The analysis is not published.
Freud's heart condition at the time of the Irma dream provides another example of how Control Mastery Theory contributes to the dream's interpretation. Freud alluded to the condition in passing while associating to the dream. In his letters to Fliess, Freud repeatedly indicated the belief that he had something physically wrong with some aspect of his cardiovascular system. Fliess agreed and so did Dr. Josef Breuer, another close personal friend, although neither was able to find evidence of a problem. Freud's personal physician much later in Freud's life, Max Schur, has written that he believed there was something wrong with Freud's heart at the time of the dream, although he too found nothing during his own examinations. Taking an opposing view, Freud's official biographer, Ernest Jones, has written: "Looking back one would come to the conclusion that all these troubles were in the main special aspects of his psychoneurosis, possibly slightly localized by the effect of nicotine. There was assuredly no myocarditis. Even in those years he was proving it, for a man of forty-three who can climb the Rax mountain in three and a half hours could not have had much wrong with his heart."
So the record is inconclusive. The reason Jones mentioned nicotine was that Freud was a heavy cigar smoker. According to Fliess's nasal-reflex theory, nicotine should affect heart action, so he decreed that Freud must give up smoking, which Freud did, on and off.
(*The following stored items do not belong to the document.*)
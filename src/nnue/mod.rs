//! C4: NNUE evaluation. Grounded on the teacher's `board/nnue/mod.rs` +
//! `network.rs` (768->256->1 accumulator/forward-pass shape), rescaled to
//! this spec's committed sizing (`FT_SIZE`/`L1_SIZE`/`L2_SIZE`/
//! `OUTPUT_BUCKETS`/`KING_BUCKETS`, see `network::layout`) and extended
//! with king-bucketed accumulator refresh the teacher's flat single-bucket
//! accumulator didn't need.

pub mod accumulator;
pub mod network;
mod simd;

pub use accumulator::Accumulator;
pub use network::NnueNetwork;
To make sense of the Irma dream in the same terms that seemed to work for other aspects of the dream, I needed to say that the heart problems were psychological and that they were another instance of Freud unconsciously testing Fliess's credibility as an authority figure. To make that case, I needed to indicate, first, that Freud recognized that heart problems could be psychological and, secondly, that the heart problems seemed to come on a willed schedule.
As to the first point, Freud wrote a paper on "The Anxiety-Neurosis" at about the time the heart problems first appeared. Alluded to several times in this paper was the case of a man whose severe heart troubles were the result of anxiety-neurosis, in Freud's view. Furthermore, several of the reasons Freud gave for the man's neurosis could apply to Freud himself.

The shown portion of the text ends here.